======== DATA PROVIDED

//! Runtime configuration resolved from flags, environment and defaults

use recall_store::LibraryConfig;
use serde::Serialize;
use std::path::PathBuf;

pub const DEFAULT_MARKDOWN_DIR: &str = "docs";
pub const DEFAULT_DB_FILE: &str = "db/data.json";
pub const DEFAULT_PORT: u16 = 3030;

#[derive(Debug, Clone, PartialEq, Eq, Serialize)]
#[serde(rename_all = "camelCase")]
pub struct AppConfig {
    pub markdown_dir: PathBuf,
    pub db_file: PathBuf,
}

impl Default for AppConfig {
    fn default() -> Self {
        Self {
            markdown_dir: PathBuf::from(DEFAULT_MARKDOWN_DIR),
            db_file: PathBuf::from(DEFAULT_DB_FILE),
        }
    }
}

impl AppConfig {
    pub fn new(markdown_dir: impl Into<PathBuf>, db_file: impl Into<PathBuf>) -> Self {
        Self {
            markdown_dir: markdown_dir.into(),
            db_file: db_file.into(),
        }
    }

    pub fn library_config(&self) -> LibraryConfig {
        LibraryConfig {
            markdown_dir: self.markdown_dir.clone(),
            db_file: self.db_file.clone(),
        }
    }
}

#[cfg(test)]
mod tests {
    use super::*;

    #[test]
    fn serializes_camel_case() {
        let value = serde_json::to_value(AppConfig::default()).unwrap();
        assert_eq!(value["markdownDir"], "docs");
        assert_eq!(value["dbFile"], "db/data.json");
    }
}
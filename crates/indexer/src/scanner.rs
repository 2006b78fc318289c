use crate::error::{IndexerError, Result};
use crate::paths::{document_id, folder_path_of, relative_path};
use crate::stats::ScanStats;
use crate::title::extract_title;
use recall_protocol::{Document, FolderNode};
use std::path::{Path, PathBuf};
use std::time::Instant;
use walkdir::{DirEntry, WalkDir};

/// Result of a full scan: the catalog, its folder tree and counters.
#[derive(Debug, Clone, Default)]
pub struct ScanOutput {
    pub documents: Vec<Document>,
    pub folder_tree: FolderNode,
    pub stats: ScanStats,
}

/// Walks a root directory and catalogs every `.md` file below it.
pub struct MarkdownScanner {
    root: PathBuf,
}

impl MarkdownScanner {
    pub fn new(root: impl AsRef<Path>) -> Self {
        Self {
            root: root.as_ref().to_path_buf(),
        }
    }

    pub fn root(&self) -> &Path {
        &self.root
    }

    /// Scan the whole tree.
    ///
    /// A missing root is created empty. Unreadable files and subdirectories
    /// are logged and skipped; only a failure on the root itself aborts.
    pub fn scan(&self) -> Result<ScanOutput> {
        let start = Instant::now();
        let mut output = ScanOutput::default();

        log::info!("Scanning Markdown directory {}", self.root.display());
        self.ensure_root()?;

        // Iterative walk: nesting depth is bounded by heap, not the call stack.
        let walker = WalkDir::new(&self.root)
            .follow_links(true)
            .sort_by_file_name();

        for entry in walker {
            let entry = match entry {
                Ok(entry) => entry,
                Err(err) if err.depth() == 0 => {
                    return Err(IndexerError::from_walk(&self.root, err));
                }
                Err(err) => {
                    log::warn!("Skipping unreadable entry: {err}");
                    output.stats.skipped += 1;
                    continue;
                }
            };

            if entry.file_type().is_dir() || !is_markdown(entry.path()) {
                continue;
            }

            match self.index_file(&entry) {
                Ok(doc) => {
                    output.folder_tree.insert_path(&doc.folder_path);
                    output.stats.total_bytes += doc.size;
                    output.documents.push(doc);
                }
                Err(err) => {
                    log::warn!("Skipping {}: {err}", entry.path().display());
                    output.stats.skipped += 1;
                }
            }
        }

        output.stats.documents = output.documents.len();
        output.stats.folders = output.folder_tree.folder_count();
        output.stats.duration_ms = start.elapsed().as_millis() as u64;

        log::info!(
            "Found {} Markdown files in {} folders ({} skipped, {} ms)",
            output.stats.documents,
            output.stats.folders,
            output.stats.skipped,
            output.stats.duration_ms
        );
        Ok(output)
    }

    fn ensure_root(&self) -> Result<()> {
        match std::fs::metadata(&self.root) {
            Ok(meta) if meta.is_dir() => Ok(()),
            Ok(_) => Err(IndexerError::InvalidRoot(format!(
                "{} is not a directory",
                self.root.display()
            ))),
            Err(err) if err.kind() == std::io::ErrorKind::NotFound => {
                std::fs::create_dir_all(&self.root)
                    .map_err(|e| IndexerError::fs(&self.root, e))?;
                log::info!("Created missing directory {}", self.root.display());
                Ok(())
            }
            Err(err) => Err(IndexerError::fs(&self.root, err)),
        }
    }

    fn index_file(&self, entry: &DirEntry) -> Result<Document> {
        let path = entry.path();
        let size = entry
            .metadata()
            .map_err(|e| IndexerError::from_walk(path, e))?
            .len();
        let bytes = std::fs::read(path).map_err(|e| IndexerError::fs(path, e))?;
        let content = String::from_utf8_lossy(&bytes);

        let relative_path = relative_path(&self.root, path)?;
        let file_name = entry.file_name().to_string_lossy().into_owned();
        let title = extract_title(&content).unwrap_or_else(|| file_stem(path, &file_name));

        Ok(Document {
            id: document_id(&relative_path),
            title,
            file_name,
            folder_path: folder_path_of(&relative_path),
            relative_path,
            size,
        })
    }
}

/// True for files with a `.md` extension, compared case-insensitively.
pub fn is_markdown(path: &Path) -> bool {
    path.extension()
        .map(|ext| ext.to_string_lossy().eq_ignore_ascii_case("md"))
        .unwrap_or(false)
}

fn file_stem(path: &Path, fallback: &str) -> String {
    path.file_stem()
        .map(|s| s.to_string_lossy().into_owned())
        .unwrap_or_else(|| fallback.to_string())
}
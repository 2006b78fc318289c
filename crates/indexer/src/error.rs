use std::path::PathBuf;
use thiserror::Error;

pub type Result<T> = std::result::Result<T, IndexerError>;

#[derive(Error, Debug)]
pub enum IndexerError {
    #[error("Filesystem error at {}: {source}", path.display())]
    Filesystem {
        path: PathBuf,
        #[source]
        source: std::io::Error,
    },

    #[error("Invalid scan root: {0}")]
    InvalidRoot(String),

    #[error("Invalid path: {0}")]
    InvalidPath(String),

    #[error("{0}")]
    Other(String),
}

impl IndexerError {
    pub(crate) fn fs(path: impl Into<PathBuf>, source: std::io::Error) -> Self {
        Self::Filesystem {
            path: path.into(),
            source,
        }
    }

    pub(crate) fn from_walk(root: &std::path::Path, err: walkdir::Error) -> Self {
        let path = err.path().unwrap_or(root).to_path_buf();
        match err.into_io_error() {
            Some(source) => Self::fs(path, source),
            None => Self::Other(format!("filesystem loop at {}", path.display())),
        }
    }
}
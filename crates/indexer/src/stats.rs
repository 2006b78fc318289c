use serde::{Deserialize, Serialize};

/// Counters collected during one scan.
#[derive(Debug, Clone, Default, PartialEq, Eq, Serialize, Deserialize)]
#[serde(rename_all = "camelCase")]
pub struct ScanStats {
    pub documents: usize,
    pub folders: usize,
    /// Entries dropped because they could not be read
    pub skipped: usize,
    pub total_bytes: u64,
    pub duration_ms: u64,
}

================

## TASK DETAILS
Set all of the records down again, exactly as they stand.

## ANSWER SPACE
//! Runtime configuration resolved from flags, environment and defaults

use recall_store::LibraryConfig;
use serde::Serialize;
use std::path::PathBuf;

pub const DEFAULT_MARKDOWN_DIR: &str = "docs";
pub const DEFAULT_DB_FILE: &str = "db/data.json";
pub const DEFAULT_PORT: u16 = 3030;

#[derive(Debug, Clone, PartialEq, Eq, Serialize)]
#[serde(rename_all = "camelCase")]
pub struct AppConfig {
    pub markdown_dir: PathBuf,
    pub db_file: PathBuf,
}

impl Default for AppConfig {
    fn default() -> Self {
        Self {
            markdown_dir: PathBuf::from(DEFAULT_MARKDOWN_DIR),
            db_file: PathBuf::from(DEFAULT_DB_FILE),
        }
    }
}

impl AppConfig {
    pub fn new(markdown_dir: impl Into<PathBuf>, db_file: impl Into<PathBuf>) -> Self {
        Self {
            markdown_dir: markdown_dir.into(),
            db_file: db_file.into(),
        }
    }

    pub fn library_config(&self) -> LibraryConfig {
        LibraryConfig {
            markdown_dir: self.markdown_dir.clone(),
            db_file: self.db_file.clone(),
        }
    }
}

#[cfg(test)]
mod tests {
    use super::*;

    #[test]
    fn serializes_camel_case() {
        let value = serde_json::to_value(AppConfig::default()).unwrap();
        assert_eq!(value["markdownDir"], "docs");
        assert_eq!(value["dbFile"], "db/data.json");
    }
}
filename crates/indexer/src/scanner.rs
repository 2006b78fc318289c
use crate::error::{IndexerError, Result};
use crate::paths::{document_id, folder_path_of, relative_path};
use crate::stats::ScanStats;
use crate::title::extract_title;
use recall_protocol::{Document, FolderNode};
use std::path::{Path, PathBuf};
use std::time::Instant;
use walkdir::{DirEntry, WalkDir};

/// Result of a full scan: the catalog, its folder tree and counters.
#[derive(Debug, Clone, Default)]
pub struct ScanOutput {
    pub documents: Vec<Document>,
    pub folder_tree: FolderNode,
    pub stats: ScanStats,
}

/// Walks a root directory and catalogs every `.md` file below it.
pub struct MarkdownScanner {
    root: PathBuf,
}

impl MarkdownScanner {
    pub fn new(root: impl AsRef<Path>) -> Self {
        Self {
            root: root.as_ref().to_path_buf(),
        }
    }

    pub fn root(&self) -> &Path {
        &self.root
    }

    /// Scan the whole tree.
    ///
    /// A missing root is created empty. Unreadable files and subdirectories
    /// are logged and skipped; only a failure on the root itself aborts.
    pub fn scan(&self) -> Result<ScanOutput> {
        let start = Instant::now();
        let mut output = ScanOutput::default();

        log::info!("Scanning Markdown directory {}", self.root.display());
        self.ensure_root()?;

        // Iterative walk: nesting depth is bounded by heap, not the call stack.
        let walker = WalkDir::new(&self.root)
            .follow_links(true)
            .sort_by_file_name();

        for entry in walker {
            let entry = match entry {
                Ok(entry) => entry,
                Err(err) if err.depth() == 0 => {
                    return Err(IndexerError::from_walk(&self.root, err));
                }
                Err(err) => {
                    log::warn!("Skipping unreadable entry: {err}");
                    output.stats.skipped += 1;
                    continue;
                }
            };

            if entry.file_type().is_dir() || !is_markdown(entry.path()) {
                continue;
            }

            match self.index_file(&entry) {
                Ok(doc) => {
                    output.folder_tree.insert_path(&doc.folder_path);
                    output.stats.total_bytes += doc.size;
                    output.documents.push(doc);
                }
                Err(err) => {
                    log::warn!("Skipping {}: {err}", entry.path().display());
                    output.stats.skipped += 1;
                }
            }
        }

        output.stats.documents = output.documents.len();
        output.stats.folders = output.folder_tree.folder_count();
        output.stats.duration_ms = start.elapsed().as_millis() as u64;

        log::info!(
            "Found {} Markdown files in {} folders ({} skipped, {} ms)",
            output.stats.documents,
            output.stats.folders,
            output.stats.skipped,
            output.stats.duration_ms
        );
        Ok(output)
    }

    fn ensure_root(&self) -> Result<()> {
        match std::fs::metadata(&self.root) {
            Ok(meta) if meta.is_dir() => Ok(()),
            Ok(_) => Err(IndexerError::InvalidRoot(format!(
                "{} is not a directory",
                self.root.display()
            ))),
            Err(err) if err.kind() == std::io::ErrorKind::NotFound => {
                std::fs::create_dir_all(&self.root)
                    .map_err(|e| IndexerError::fs(&self.root, e))?;
                log::info!("Created missing directory {}", self.root.display());
                Ok(())
            }
            Err(err) => Err(IndexerError::fs(&self.root, err)),
        }
    }

    fn index_file(&self, entry: &DirEntry) -> Result<Document> {
        let path = entry.path();
        let size = entry
            .metadata()
            .map_err(|e| IndexerError::from_walk(path, e))?
            .len();
        let bytes = std::fs::read(path).map_err(|e| IndexerError::fs(path, e))?;
        let content = String::from_utf8_lossy(&bytes);

        let relative_path = relative_path(&self.root, path)?;
        let file_name = entry.file_name().to_string_lossy().into_owned();
        let title = extract_title(&content).unwrap_or_else(|| file_stem(path, &file_name));

        Ok(Document {
            id: document_id(&relative_path),
            title,
            file_name,
            folder_path: folder_path_of(&relative_path),
            relative_path,
            size,
        })
    }
}

/// True for files with a `.md` extension, compared case-insensitively.
pub fn is_markdown(path: &Path) -> bool {
    path.extension()
        .map(|ext| ext.to_string_lossy().eq_ignore_ascii_case("md"))
        .unwrap_or(false)
}

fn file_stem(path: &Path, fallback: &str) -> String {
    path.file_stem()
        .map(|s| s.to_string_lossy().into_owned())
        .unwrap_or_else(|| fallback.to_string())
}
repository 2006b78fc318289c
filename crates/indexer/src/error.rs
use std::path::PathBuf;
use thiserror::Error;

pub type Result<T> = std::result::Result<T, IndexerError>;

#[derive(Error, Debug)]
pub enum IndexerError {
    #[error("Filesystem error at {}: {source}", path.display())]
    Filesystem {
        path: PathBuf,
        #[source]
        source: std::io::Error,
    },

    #[error("Invalid scan root: {0}")]
    InvalidRoot(String),

    #[error("Invalid path: {0}")]
    InvalidPath(String),

    #[error("{0}")]
    Other(String),
}

impl IndexerError {
    pub(crate) fn fs(path: impl Into<PathBuf>, source: std::io::Error) -> Self {
        Self::Filesystem {
            path: path.into(),
            source,
        }
    }

    pub(crate) fn from_walk(root: &std::path::Path, err: walkdir::Error) -> Self {
        let path = err.path().unwrap_or(root).to_path_buf();
        match err.into_io_error() {
            Some(source) => Self::fs(path, source),
            None => Self::Other(format!("filesystem loop at {}", path.display())),
        }
    }
}
filename crates/indexer/src/stats.rs
repository 2006b78fc318289c
use serde::{Deserialize, Serialize};

/// Counters collected during one scan.
#[derive(Debug, Clone, Default, PartialEq, Eq, Serialize, Deserialize)]
#[serde(rename_all = "camelCase")]
pub struct ScanStats {
    pub documents: usize,
    pub folders: usize,
    /// Entries dropped because they could not be read
    pub skipped: usize,
    pub total_bytes: u64,
    pub duration_ms: u64,
}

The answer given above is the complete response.